Sci-fi is no stranger to post-apocalyptic settings. However, they are lot rarer in fantasy. I mean, what magical thing can cause an end of the world that leaves anything behind? What would its aftermath look like? For Trials of Fire, the Cataclysm left a wasteland like a nuclear war would have… only the elves are to blame.
The world of Ashe is a blasted ruin. Nobody really knows what happened during the Cataclysm, only that the elves probably had something to do with it. The land is scorched, the forests are burnt. However, life goes on, however precariously. In the Early Access’ only available quest, a town is seeking a magical water gem, for obvious reasons.
For a Few Obsidian Shards More
So once you get to go on this quest for the Water Chip, what do you do? You create your team of three adventurers. Four classes are available in the Early Access: the fighter, the ranger, the elementalist and the unlockable warlord. Their group will travel the hex-grid map looking for points of interest, managing supplies and injuries, and engaging in desperate battles.

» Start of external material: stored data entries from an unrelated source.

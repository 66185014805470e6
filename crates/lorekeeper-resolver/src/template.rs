//! Named-placeholder template substitution.

/// Renders `template`, replacing each `{name}` placeholder with the value
/// registered for `name` in `args`. Unknown placeholders render empty; text
/// outside placeholders passes through verbatim; an unclosed brace is
/// treated as literal text.
#[must_use]
pub fn render(template: &str, args: &[(&str, &str)]) -> String {
    let mut out = String::with_capacity(template.len());
    let mut rest = template;
    while let Some(open) = rest.find('{') {
        out.push_str(&rest[..open]);
        let after = &rest[open + 1..];
        match after.find('}') {
            Some(close) => {
                let name = &after[..close];
                if let Some((_, value)) = args.iter().find(|(key, _)| *key == name) {
                    out.push_str(value);
                }
                rest = &after[close + 1..];
            }
            None => {
                out.push_str(&rest[open..]);
                rest = "";
            }
        }
    }
    out.push_str(rest);
    out
}

#[cfg(test)]
mod tests {
    use super::render;

    #[test]
    fn test_placeholders_are_replaced_by_name() {
        let text = render(
            "{context} in {area}",
            &[("context", "Welcome"), ("area", "the lab")],
        );

        assert_eq!(text, "Welcome in the lab");
    }

    #[test]
    fn test_unknown_placeholder_renders_empty() {
        assert_eq!(render("a{missing}b", &[]), "ab");
    }

    #[test]
    fn test_literal_text_passes_through() {
        assert_eq!(render("no placeholders here", &[]), "no placeholders here");
    }

    #[test]
    fn test_unclosed_brace_is_literal() {
        assert_eq!(render("tail {open", &[("open", "x")]), "tail {open");
    }

    #[test]
    fn test_repeated_placeholder_is_replaced_each_time() {
        assert_eq!(render("{x}-{x}", &[("x", "a")]), "a-a");
    }
}
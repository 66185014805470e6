//! Message-key identifiers resolved through the collaborator's translator.
//!
//! The resolver never embeds display prose; it selects one of these keys
//! and the localization backend supplies the text.

/// Event was absent or failed validation.
pub const INVALID_EVENT: &str = "advisor.invalid_event";

/// Tutorial opening line, followed by a controls-section excerpt.
pub const TUTORIAL_CONTROLS: &str = "advisor.tutorial.controls";
/// Tutorial opening line when no controls section is available.
pub const TUTORIAL_GENERIC: &str = "advisor.tutorial.generic";

/// Minigame start with a known topic; takes `game` and `objective`.
pub const MINIGAME_START: &str = "advisor.minigame.start";
/// Minigame start with no topic document; takes `game`.
pub const MINIGAME_GENERIC: &str = "advisor.minigame.generic";

/// Player answered incorrectly.
pub const PLAYER_ERROR_WRONG_ANSWER: &str = "advisor.player_error.wrong_answer";
/// Player ran out of time.
pub const PLAYER_ERROR_TIMEOUT: &str = "advisor.player_error.timeout";
/// Player input was rejected.
pub const PLAYER_ERROR_INVALID_INPUT: &str = "advisor.player_error.invalid_input";
/// Any error code outside the closed table.
pub const PLAYER_ERROR_GENERIC: &str = "advisor.player_error.generic";
/// Appended after the third failed attempt.
pub const HINT_SUGGESTION: &str = "advisor.player_error.hint_suggestion";

/// Completion at or above three quarters.
pub const PROGRESS_HIGH: &str = "advisor.progress.high";
/// Completion at or above one half.
pub const PROGRESS_MID: &str = "advisor.progress.mid";
/// Anything below one half.
pub const PROGRESS_LOW: &str = "advisor.progress.low";

/// Achievement unlocked; takes `name`.
pub const ACHIEVEMENT_UNLOCKED: &str = "advisor.achievement.unlocked";
/// Map node entered; takes `node`.
pub const NODE_ENTERED: &str = "advisor.node.entered";
/// Hint requested but no tips section is available.
pub const HINT_GENERIC: &str = "advisor.hint.generic";
/// The game was finished.
pub const GAME_COMPLETED: &str = "advisor.game.completed";
//! Scripted bus engine used by the controller tests.

use core::convert::Infallible;

use super::{BusEngine, BusRequest, BusStatus, Direction};

/// One transaction as seen by the fake.
#[derive(Debug, Clone, PartialEq, Eq)]
pub struct Recorded {
    pub address: u8,
    pub direction: Direction,
    /// Bytes written, or bytes handed out for reads.
    pub bytes: Vec<u8>,
}

#[derive(Debug, Clone, Copy, PartialEq, Eq)]
enum Phase {
    Idle { waited: u32 },
    Busy { remaining: u32 },
}

/// Engine whose sub-step timing is scripted: it waits `latency` ticks with
/// enable high before latching, then stays busy for `busy_ticks`.
pub struct FakeEngine {
    latency: u32,
    busy_ticks: u32,
    read_bytes: Vec<u8>,
    read_cursor: usize,
    status: BusStatus,
    phase: Phase,
    pending: u8,
    current: Option<Recorded>,
    pub transactions: Vec<Recorded>,
    /// Never completes a sub-step while set.
    pub stalled: bool,
}

impl FakeEngine {
    pub fn new(latency: u32, busy_ticks: u32) -> Self {
        assert!(busy_ticks > 0, "a sub-step must be busy for at least one tick");
        Self {
            latency,
            busy_ticks,
            read_bytes: Vec::new(),
            read_cursor: 0,
            status: BusStatus::default(),
            phase: Phase::Idle { waited: 0 },
            pending: 0,
            current: None,
            transactions: Vec::new(),
            stalled: false,
        }
    }

    /// Bytes returned by read sub-steps, cycled.
    pub fn with_read_bytes(mut self, bytes: &[u8]) -> Self {
        self.read_bytes = bytes.to_vec();
        self
    }

    pub fn set_read_bytes(&mut self, bytes: &[u8]) {
        self.read_bytes = bytes.to_vec();
        self.read_cursor = 0;
    }

    pub fn set_ack_error(&mut self, ack_error: bool) {
        self.status.ack_error = ack_error;
    }

    /// Transactions that have been closed by enable dropping.
    pub fn writes(&self) -> Vec<Vec<u8>> {
        self.transactions
            .iter()
            .filter(|t| t.direction == Direction::Write)
            .map(|t| t.bytes.clone())
            .collect()
    }

    fn next_read_byte(&mut self) -> u8 {
        if self.read_bytes.is_empty() {
            return 0;
        }
        let byte = self.read_bytes[self.read_cursor % self.read_bytes.len()];
        self.read_cursor += 1;
        byte
    }

    fn latch(&mut self, request: &BusRequest) {
        let current = self.current.get_or_insert_with(|| Recorded {
            address: request.address,
            direction: request.direction,
            bytes: Vec::new(),
        });
        let direction = current.direction;
        let byte = match direction {
            Direction::Write => request.data,
            Direction::Read => {
                let byte = self.next_read_byte();
                self.pending = byte;
                byte
            }
        };
        if let Some(current) = self.current.as_mut() {
            current.bytes.push(byte);
        }
        self.status.busy = true;
        self.phase = Phase::Busy {
            remaining: self.busy_ticks,
        };
    }
}

impl BusEngine for FakeEngine {
    type Error = Infallible;

    fn clock(&mut self, request: &BusRequest) {
        match self.phase {
            Phase::Busy { remaining } => {
                if self.stalled {
                    return;
                }
                if remaining > 1 {
                    self.phase = Phase::Busy {
                        remaining: remaining - 1,
                    };
                } else {
                    self.status.busy = false;
                    self.status.data = self.pending;
                    self.phase = Phase::Idle { waited: 0 };
                }
            }
            Phase::Idle { waited } => {
                if request.enable {
                    if waited >= self.latency {
                        self.latch(request);
                    } else {
                        self.phase = Phase::Idle { waited: waited + 1 };
                    }
                } else {
                    self.phase = Phase::Idle { waited: 0 };
                    if let Some(done) = self.current.take() {
                        self.transactions.push(done);
                    }
                }
            }
        }
    }

    fn status(&self) -> BusStatus {
        self.status
    }

    fn take_error(&mut self) -> Option<Self::Error> {
        None
    }
}
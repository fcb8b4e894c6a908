//! Blocking bus engine built on top of `embedded-hal` `I2c`.
//!
//! `embedded-hal` only offers whole transactions, so the byte-level protocol
//! the controller speaks is emulated: written bytes are buffered and sent as
//! one `write` once enable drops, and the first read sub-step fetches a full
//! measurement burst that later sub-steps hand out one byte at a time. Every
//! sub-step is busy for exactly one tick.

use embedded_hal::i2c::{Error as _, ErrorKind, ErrorType, I2c};

use super::{BusEngine, BusRequest, BusStatus, Direction};
use crate::buffer::MEASUREMENT_BYTES;

// Longest write the controller issues is pointer + two configuration bytes.
const WRITE_CAPACITY: usize = 4;
// Value handed out for read sub-steps past the fetched burst or after a
// failed read, matching a released bus.
const IDLE_BUS_BYTE: u8 = 0xFF;

#[derive(Debug, Clone, Copy)]
struct Active {
    address: u8,
    direction: Direction,
}

/// [`BusEngine`] implementation over a blocking I2C bus.
pub struct I2cEngine<I2C: ErrorType> {
    i2c: I2C,
    status: BusStatus,
    active: Option<Active>,
    pending: u8,
    write_buf: [u8; WRITE_CAPACITY],
    write_len: usize,
    read_buf: [u8; MEASUREMENT_BYTES],
    read_index: usize,
    error: Option<I2C::Error>,
}

impl<I2C> I2cEngine<I2C>
where
    I2C: I2c,
{
    /// Creates a new engine from the provided I2C bus abstraction.
    pub fn new(i2c: I2C) -> Self {
        Self {
            i2c,
            status: BusStatus::default(),
            active: None,
            pending: 0,
            write_buf: [0; WRITE_CAPACITY],
            write_len: 0,
            read_buf: [0; MEASUREMENT_BYTES],
            read_index: 0,
            error: None,
        }
    }

    /// Provides mutable access to the wrapped I2C bus.
    pub fn i2c_mut(&mut self) -> &mut I2C {
        &mut self.i2c
    }

    /// Consumes the engine and returns the owned I2C bus.
    pub fn release(self) -> I2C {
        self.i2c
    }

    fn begin(&mut self, request: &BusRequest) {
        self.active = Some(Active {
            address: request.address,
            direction: request.direction,
        });
        self.status.ack_error = false;
        self.write_len = 0;
        self.read_index = 0;
    }

    fn latch(&mut self, active: Active, request: &BusRequest) {
        match active.direction {
            Direction::Write => {
                if let Some(slot) = self.write_buf.get_mut(self.write_len) {
                    *slot = request.data;
                    self.write_len += 1;
                } else {
                    warn!("i2c: write buffer full, dropping {=u8:#x}", request.data);
                }
            }
            Direction::Read => {
                if self.read_index == 0 {
                    let result = self.i2c.read(active.address, &mut self.read_buf);
                    if result.is_err() {
                        self.read_buf = [IDLE_BUS_BYTE; MEASUREMENT_BYTES];
                    }
                    self.record(result);
                }
                self.pending = self
                    .read_buf
                    .get(self.read_index)
                    .copied()
                    .unwrap_or(IDLE_BUS_BYTE);
                self.read_index += 1;
            }
        }
        self.status.busy = true;
    }

    fn finish(&mut self, active: Active) {
        if matches!(active.direction, Direction::Write) && self.write_len > 0 {
            let result = self
                .i2c
                .write(active.address, &self.write_buf[..self.write_len]);
            self.record(result);
        }
        self.active = None;
        self.write_len = 0;
        self.read_index = 0;
    }

    fn record(&mut self, result: core::result::Result<(), I2C::Error>) {
        if let Err(err) = result {
            if matches!(err.kind(), ErrorKind::NoAcknowledge(_)) {
                self.status.ack_error = true;
            } else {
                warn!("i2c: bus fault");
                self.error = Some(err);
            }
        }
    }
}

impl<I2C> BusEngine for I2cEngine<I2C>
where
    I2C: I2c,
{
    type Error = I2C::Error;

    fn clock(&mut self, request: &BusRequest) {
        if self.status.busy {
            self.status.busy = false;
            self.status.data = self.pending;
            return;
        }

        match (self.active, request.enable) {
            (None, true) => {
                self.begin(request);
                if let Some(active) = self.active {
                    self.latch(active, request);
                }
            }
            (Some(active), true) => self.latch(active, request),
            (Some(active), false) => self.finish(active),
            (None, false) => {}
        }
    }

    fn status(&self) -> BusStatus {
        self.status
    }

    fn take_error(&mut self) -> Option<Self::Error> {
        self.error.take()
    }
}

#[cfg(test)]
mod tests {
    use super::I2cEngine;
    use crate::interface::{BusEngine, BusRequest};
    use crate::registers::DEVICE_ADDRESS;
    use embedded_hal::i2c::{ErrorKind, NoAcknowledgeSource};
    use embedded_hal_mock::eh1::i2c::{Mock as I2cMock, Transaction as I2cTransaction};

    type Engine = I2cEngine<I2cMock>;

    fn write_sub_steps(engine: &mut Engine, bytes: &[u8]) {
        for &byte in bytes {
            let request = BusRequest::write(DEVICE_ADDRESS, byte);
            engine.clock(&request);
            assert!(engine.status().busy, "sub-step must latch");
            engine.clock(&request);
            assert!(!engine.status().busy, "sub-step must complete");
        }
        engine.clock(&BusRequest::idle(DEVICE_ADDRESS));
    }

    fn read_sub_steps(engine: &mut Engine, count: usize) -> Vec<u8> {
        let request = BusRequest::read(DEVICE_ADDRESS);
        let mut bytes = Vec::new();
        for _ in 0..count {
            engine.clock(&request);
            assert!(engine.status().busy);
            engine.clock(&request);
            assert!(!engine.status().busy);
            bytes.push(engine.status().data);
        }
        engine.clock(&BusRequest::idle(DEVICE_ADDRESS));
        bytes
    }

    #[test]
    fn write_sub_steps_flush_as_one_transaction() {
        let expectations = [I2cTransaction::write(DEVICE_ADDRESS, vec![0x02, 0x10, 0x00])];
        let mut engine = I2cEngine::new(I2cMock::new(&expectations));

        write_sub_steps(&mut engine, &[0x02, 0x10, 0x00]);

        assert!(!engine.status().ack_error);
        assert!(engine.take_error().is_none());
        engine.release().done();
    }

    #[test]
    fn read_sub_steps_hand_out_burst_in_order() {
        let expectations = [I2cTransaction::read(DEVICE_ADDRESS, vec![0x66, 0x64, 0x80, 0x00])];
        let mut engine = I2cEngine::new(I2cMock::new(&expectations));

        assert_eq!(read_sub_steps(&mut engine, 4), [0x66, 0x64, 0x80, 0x00]);
        engine.release().done();
    }

    #[test]
    fn idle_request_without_transaction_touches_nothing() {
        let expectations: [I2cTransaction; 0] = [];
        let mut engine = I2cEngine::new(I2cMock::new(&expectations));

        for _ in 0..5 {
            engine.clock(&BusRequest::idle(DEVICE_ADDRESS));
        }
        assert!(!engine.status().busy);
        engine.release().done();
    }

    #[test]
    fn nack_sets_ack_error_until_next_transaction() {
        let expectations = [
            I2cTransaction::write(DEVICE_ADDRESS, vec![0x00])
                .with_error(ErrorKind::NoAcknowledge(NoAcknowledgeSource::Address)),
            I2cTransaction::write(DEVICE_ADDRESS, vec![0x00]),
        ];
        let mut engine = I2cEngine::new(I2cMock::new(&expectations));

        write_sub_steps(&mut engine, &[0x00]);
        assert!(engine.status().ack_error);
        assert!(engine.take_error().is_none());

        engine.clock(&BusRequest::write(DEVICE_ADDRESS, 0x00));
        assert!(!engine.status().ack_error);
        engine.clock(&BusRequest::write(DEVICE_ADDRESS, 0x00));
        engine.clock(&BusRequest::idle(DEVICE_ADDRESS));
        assert!(!engine.status().ack_error);
        engine.release().done();
    }

    #[test]
    fn other_faults_are_reported_through_take_error() {
        let expectations = [I2cTransaction::read(DEVICE_ADDRESS, vec![0; 4])
            .with_error(ErrorKind::ArbitrationLoss)];
        let mut engine = I2cEngine::new(I2cMock::new(&expectations));

        assert_eq!(read_sub_steps(&mut engine, 4), [0xFF; 4]);
        assert!(!engine.status().ack_error);
        assert_eq!(engine.take_error(), Some(ErrorKind::ArbitrationLoss));
        assert_eq!(engine.take_error(), None);
        engine.release().done();
    }

    #[test]
    fn nacked_read_hands_out_idle_bus_bytes() {
        let expectations = [I2cTransaction::read(DEVICE_ADDRESS, vec![0; 4])
            .with_error(ErrorKind::NoAcknowledge(NoAcknowledgeSource::Address))];
        let mut engine = I2cEngine::new(I2cMock::new(&expectations));

        assert_eq!(read_sub_steps(&mut engine, 4), [0xFF; 4]);
        assert!(engine.status().ack_error);
        assert!(engine.take_error().is_none());
        engine.release().done();
    }

    #[test]
    fn reads_past_the_burst_return_idle_bus() {
        let expectations = [I2cTransaction::read(DEVICE_ADDRESS, vec![1, 2, 3, 4])];
        let mut engine = I2cEngine::new(I2cMock::new(&expectations));

        assert_eq!(read_sub_steps(&mut engine, 5), [1, 2, 3, 4, 0xFF]);
        engine.release().done();
    }
}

Said desperate battles take place in smaller maps. Your guys start on the left, the enemies on the right. On your turn, your troopers draw three cards each from their decks. The cards determine what actions the characters will be able undertake during the turn. Some of action are a free to use, others cost points of willpower. Any card can be discarded to put willpower points into the team pool OR to allow the discarding character to move two hexes. Managing this system is key to winning battles in the world of Ashe.
Baptism by Fire in Trials of Fire
The battles are intensive and tactical. Surrounding an enemy with unengaged allies means that your melee attacks will invoke combo attacks, dealing more damage to the target. The various boosts you characters can give themselves don’t have timers – rather, they’re discarded when you take a certain amount of health damage. Your health is only protected by defense – generated by cards and decaying every turn. And that’s before account for the need to fine-tune positioning to use magical powers, make the most effective use of your attacks or to avoid environmental dangers that come from magical apocalypses.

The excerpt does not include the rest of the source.